#### DIRECTIONS FOR THIS TASK:
The data below holds a line containing "for postfix expressions." and a line containing "use std::sync::OnceLock;"; please quote exactly those two lines and every line between them, and nothing else.

#### DATA SHOWN:
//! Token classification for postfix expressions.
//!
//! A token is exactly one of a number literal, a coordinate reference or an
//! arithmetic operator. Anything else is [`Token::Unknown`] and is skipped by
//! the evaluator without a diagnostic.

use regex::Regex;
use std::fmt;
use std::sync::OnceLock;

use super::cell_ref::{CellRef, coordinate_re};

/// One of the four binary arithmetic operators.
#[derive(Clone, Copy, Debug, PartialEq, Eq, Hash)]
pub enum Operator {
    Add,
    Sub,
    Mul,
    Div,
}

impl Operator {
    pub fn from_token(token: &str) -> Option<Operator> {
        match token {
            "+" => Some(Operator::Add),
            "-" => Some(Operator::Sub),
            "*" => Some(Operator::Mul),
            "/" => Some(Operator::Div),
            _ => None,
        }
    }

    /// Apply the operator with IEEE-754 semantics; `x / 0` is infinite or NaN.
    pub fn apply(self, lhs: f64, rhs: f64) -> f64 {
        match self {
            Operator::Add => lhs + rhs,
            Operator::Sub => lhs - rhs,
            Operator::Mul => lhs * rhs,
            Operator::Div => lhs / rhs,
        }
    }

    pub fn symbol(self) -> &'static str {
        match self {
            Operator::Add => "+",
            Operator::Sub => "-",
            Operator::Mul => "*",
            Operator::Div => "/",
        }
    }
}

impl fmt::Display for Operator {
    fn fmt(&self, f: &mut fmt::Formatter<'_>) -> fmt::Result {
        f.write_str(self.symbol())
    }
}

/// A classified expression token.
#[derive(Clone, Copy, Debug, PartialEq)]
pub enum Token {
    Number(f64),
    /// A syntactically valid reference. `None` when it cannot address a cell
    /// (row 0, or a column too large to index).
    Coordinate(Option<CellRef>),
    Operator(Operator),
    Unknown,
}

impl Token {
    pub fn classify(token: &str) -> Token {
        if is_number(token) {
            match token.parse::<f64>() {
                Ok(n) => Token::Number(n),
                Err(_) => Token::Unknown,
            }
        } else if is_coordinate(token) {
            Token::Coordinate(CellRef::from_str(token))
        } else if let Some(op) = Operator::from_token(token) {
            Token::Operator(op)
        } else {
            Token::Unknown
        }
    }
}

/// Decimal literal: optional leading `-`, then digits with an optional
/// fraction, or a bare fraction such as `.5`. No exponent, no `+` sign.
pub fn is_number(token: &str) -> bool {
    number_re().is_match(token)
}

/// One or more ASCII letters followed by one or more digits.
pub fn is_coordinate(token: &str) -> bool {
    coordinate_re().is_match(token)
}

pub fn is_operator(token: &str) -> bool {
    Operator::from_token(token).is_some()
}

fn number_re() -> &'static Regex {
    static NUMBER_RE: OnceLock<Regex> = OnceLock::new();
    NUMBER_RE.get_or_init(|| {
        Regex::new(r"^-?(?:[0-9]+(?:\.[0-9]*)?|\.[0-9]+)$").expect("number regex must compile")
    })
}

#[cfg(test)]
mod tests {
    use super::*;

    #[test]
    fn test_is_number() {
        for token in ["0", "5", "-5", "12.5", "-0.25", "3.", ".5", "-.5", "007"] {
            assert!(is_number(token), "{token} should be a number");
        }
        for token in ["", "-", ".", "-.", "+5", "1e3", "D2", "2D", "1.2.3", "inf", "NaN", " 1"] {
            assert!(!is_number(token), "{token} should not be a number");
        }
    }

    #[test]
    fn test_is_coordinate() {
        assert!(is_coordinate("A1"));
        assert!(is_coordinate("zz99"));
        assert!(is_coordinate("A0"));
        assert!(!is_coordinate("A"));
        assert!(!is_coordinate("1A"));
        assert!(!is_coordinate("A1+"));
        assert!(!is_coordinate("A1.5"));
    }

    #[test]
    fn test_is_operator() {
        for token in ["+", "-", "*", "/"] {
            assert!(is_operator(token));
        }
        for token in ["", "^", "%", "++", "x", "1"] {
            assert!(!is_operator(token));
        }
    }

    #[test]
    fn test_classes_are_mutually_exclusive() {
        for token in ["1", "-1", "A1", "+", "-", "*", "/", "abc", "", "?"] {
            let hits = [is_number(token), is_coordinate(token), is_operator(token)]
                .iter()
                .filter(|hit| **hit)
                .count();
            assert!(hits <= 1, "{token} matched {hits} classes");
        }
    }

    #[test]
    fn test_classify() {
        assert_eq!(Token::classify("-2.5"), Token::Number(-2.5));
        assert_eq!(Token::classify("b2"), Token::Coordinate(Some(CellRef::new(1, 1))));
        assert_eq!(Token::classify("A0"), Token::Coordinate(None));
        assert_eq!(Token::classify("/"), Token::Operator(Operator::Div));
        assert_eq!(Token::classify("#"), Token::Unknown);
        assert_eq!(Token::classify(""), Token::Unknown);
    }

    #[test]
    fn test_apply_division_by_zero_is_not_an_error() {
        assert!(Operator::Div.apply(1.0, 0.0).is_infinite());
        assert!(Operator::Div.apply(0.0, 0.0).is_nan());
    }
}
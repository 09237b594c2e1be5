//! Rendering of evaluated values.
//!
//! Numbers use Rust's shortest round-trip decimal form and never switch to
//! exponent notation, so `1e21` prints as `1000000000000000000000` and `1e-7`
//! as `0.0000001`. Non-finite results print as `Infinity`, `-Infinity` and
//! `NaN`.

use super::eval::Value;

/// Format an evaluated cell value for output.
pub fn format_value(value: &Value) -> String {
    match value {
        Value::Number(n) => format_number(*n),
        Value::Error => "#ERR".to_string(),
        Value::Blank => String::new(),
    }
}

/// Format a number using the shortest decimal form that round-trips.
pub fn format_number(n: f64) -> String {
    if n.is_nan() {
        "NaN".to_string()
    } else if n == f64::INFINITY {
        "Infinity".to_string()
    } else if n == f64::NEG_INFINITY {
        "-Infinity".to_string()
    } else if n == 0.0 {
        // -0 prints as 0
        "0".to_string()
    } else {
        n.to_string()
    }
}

...

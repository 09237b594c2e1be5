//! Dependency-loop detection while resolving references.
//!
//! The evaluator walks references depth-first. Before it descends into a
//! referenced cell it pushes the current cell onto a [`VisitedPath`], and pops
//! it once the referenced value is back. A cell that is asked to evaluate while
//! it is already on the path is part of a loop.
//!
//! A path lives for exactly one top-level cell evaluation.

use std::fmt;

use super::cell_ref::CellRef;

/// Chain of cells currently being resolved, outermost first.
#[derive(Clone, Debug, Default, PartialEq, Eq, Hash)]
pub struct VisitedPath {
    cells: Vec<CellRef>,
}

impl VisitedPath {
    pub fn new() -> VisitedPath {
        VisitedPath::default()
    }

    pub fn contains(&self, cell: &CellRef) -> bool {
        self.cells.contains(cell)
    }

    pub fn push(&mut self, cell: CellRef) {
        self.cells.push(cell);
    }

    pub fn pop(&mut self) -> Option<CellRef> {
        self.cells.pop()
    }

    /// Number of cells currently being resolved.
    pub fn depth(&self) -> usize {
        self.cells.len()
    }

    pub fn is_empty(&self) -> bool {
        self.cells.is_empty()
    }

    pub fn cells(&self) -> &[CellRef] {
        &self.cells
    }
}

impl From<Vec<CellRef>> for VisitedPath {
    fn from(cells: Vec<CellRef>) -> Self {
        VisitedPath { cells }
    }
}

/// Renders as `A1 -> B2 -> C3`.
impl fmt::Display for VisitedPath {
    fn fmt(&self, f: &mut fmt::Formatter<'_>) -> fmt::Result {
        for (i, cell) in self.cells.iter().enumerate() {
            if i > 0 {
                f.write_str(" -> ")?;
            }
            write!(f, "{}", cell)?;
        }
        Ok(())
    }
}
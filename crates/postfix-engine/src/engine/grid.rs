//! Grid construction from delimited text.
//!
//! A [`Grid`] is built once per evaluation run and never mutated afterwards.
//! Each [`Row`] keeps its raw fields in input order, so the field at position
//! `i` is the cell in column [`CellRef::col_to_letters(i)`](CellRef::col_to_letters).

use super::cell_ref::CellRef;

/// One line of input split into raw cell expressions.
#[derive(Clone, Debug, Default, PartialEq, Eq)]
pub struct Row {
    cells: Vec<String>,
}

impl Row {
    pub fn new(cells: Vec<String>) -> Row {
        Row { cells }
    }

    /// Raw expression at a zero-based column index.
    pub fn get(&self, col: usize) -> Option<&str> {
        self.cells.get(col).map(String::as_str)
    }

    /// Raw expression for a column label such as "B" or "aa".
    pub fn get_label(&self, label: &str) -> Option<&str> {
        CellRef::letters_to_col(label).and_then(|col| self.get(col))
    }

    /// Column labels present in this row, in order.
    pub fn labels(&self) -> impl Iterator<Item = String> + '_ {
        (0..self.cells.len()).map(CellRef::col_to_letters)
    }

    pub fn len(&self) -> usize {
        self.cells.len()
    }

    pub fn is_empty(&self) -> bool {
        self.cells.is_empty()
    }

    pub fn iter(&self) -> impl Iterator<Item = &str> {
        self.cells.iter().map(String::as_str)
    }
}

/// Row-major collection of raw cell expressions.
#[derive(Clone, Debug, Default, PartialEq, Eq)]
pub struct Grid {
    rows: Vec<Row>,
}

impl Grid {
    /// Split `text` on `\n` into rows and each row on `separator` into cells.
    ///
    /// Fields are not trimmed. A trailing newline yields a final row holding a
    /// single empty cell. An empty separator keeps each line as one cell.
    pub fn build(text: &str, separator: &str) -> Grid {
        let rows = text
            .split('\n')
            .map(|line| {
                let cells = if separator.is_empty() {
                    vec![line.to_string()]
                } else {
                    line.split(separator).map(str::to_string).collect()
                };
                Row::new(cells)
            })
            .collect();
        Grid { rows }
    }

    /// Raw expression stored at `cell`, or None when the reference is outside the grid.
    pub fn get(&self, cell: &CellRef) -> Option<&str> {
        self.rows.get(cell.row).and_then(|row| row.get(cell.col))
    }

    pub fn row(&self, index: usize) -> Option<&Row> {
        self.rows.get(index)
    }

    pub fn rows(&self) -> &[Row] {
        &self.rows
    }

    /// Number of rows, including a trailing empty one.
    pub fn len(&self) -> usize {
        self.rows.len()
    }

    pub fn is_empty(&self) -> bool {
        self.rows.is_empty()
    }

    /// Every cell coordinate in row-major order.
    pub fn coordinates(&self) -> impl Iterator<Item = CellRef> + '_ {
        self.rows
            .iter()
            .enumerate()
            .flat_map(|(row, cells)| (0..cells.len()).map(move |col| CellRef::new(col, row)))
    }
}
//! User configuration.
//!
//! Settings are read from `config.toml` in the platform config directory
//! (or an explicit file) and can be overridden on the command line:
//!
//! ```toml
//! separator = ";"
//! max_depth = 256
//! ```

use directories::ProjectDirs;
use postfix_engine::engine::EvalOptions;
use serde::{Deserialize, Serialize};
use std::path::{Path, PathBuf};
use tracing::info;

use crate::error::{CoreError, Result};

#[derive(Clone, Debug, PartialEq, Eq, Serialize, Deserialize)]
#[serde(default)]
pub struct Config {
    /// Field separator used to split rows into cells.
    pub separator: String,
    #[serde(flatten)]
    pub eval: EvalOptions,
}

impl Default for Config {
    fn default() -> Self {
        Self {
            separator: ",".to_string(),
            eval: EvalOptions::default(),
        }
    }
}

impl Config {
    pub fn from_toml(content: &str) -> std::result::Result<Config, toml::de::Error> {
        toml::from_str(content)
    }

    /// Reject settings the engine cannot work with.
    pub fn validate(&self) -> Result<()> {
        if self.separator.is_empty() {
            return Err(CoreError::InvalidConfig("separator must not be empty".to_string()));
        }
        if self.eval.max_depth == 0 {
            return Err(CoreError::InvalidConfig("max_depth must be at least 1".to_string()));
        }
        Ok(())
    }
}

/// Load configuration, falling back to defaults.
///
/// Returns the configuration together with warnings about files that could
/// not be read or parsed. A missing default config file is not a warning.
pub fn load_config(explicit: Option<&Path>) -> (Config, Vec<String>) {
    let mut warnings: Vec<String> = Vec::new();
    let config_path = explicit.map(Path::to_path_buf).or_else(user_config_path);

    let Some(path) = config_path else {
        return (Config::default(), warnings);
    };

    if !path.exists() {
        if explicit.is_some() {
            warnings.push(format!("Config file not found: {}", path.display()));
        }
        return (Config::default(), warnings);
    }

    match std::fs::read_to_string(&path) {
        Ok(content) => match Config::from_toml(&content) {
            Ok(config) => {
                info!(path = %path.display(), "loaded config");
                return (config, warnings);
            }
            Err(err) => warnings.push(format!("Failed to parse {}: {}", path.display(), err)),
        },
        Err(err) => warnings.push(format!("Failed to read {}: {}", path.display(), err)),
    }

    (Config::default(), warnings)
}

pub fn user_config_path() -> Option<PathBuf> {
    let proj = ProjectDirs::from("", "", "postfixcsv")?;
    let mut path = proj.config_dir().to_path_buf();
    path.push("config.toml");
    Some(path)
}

#### REPLY TO THE EXERCISE:
//! Token classification for postfix expressions.
//!
//! A token is exactly one of a number literal, a coordinate reference or an
//! arithmetic operator. Anything else is [`Token::Unknown`] and is skipped by
//! the evaluator without a diagnostic.

use regex::Regex;
use std::fmt;
use std::sync::OnceLock;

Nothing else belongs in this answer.